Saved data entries

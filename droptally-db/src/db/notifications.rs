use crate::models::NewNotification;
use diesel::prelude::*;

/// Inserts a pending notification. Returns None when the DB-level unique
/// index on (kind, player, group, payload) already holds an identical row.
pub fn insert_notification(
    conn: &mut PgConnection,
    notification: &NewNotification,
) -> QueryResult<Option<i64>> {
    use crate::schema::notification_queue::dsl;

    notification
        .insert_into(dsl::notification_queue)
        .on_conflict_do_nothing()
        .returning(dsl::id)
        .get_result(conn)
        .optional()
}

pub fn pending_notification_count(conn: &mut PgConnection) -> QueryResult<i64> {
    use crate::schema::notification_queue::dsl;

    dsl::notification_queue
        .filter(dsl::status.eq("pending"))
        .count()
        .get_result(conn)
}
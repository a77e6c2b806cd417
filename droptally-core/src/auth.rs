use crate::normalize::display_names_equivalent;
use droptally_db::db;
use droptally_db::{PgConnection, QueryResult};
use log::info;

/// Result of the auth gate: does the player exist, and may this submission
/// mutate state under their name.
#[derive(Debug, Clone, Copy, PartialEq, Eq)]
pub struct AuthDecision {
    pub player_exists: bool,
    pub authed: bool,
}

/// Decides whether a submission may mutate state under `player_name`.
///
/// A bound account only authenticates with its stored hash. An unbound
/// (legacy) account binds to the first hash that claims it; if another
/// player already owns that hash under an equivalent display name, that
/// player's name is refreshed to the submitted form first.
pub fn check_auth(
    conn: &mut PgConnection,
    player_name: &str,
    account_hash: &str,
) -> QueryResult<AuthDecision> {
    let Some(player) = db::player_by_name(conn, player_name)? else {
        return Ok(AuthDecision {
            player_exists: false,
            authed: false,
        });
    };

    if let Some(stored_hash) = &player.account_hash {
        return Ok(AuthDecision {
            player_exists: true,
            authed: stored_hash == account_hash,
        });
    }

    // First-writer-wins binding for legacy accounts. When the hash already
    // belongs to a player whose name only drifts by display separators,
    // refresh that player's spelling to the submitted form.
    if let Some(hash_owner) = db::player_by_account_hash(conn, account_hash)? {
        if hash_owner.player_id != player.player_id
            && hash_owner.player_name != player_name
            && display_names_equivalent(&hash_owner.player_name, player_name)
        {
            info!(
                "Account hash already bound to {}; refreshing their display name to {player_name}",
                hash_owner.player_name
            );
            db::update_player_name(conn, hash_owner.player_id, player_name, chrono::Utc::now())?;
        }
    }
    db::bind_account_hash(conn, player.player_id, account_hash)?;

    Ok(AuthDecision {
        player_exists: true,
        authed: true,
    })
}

> _WHAT YOU HAVE TO DO_: Please repeat all the records above exactly as they appear.

> _COMPLETED EXERCISE_:
filename droptally-db/src/db/notifications.rs
use crate::models::NewNotification;
use diesel::prelude::*;

/// Inserts a pending notification. Returns None when the DB-level unique
/// index on (kind, player, group, payload) already holds an identical row.
pub fn insert_notification(
    conn: &mut PgConnection,
    notification: &NewNotification,
) -> QueryResult<Option<i64>> {
    use crate::schema::notification_queue::dsl;

    notification
        .insert_into(dsl::notification_queue)
        .on_conflict_do_nothing()
        .returning(dsl::id)
        .get_result(conn)
        .optional()
}

pub fn pending_notification_count(conn: &mut PgConnection) -> QueryResult<i64> {
    use crate::schema::notification_queue::dsl;

    dsl::notification_queue
        .filter(dsl::status.eq("pending"))
        .count()
        .get_result(conn)
}
repository a77e6c2b806cd417
filename droptally-core/src/auth.rs
use crate::normalize::display_names_equivalent;
use droptally_db::db;
use droptally_db::{PgConnection, QueryResult};
use log::info;

/// Result of the auth gate: does the player exist, and may this submission
/// mutate state under their name.
#[derive(Debug, Clone, Copy, PartialEq, Eq)]
pub struct AuthDecision {
    pub player_exists: bool,
    pub authed: bool,
}

/// Decides whether a submission may mutate state under `player_name`.
///
/// A bound account only authenticates with its stored hash. An unbound
/// (legacy) account binds to the first hash that claims it; if another
/// player already owns that hash under an equivalent display name, that
/// player's name is refreshed to the submitted form first.
pub fn check_auth(
    conn: &mut PgConnection,
    player_name: &str,
    account_hash: &str,
) -> QueryResult<AuthDecision> {
    let Some(player) = db::player_by_name(conn, player_name)? else {
        return Ok(AuthDecision {
            player_exists: false,
            authed: false,
        });
    };

    if let Some(stored_hash) = &player.account_hash {
        return Ok(AuthDecision {
            player_exists: true,
            authed: stored_hash == account_hash,
        });
    }

    // First-writer-wins binding for legacy accounts. When the hash already
    // belongs to a player whose name only drifts by display separators,
    // refresh that player's spelling to the submitted form.
    if let Some(hash_owner) = db::player_by_account_hash(conn, account_hash)? {
        if hash_owner.player_id != player.player_id
            && hash_owner.player_name != player_name
            && display_names_equivalent(&hash_owner.player_name, player_name)
        {
            info!(
                "Account hash already bound to {}; refreshing their display name to {player_name}",
                hash_owner.player_name
            );
            db::update_player_name(conn, hash_owner.player_id, player_name, chrono::Utc::now())?;
        }
    }
    db::bind_account_hash(conn, player.player_id, account_hash)?;

    Ok(AuthDecision {
        player_exists: true,
        authed: true,
    })
}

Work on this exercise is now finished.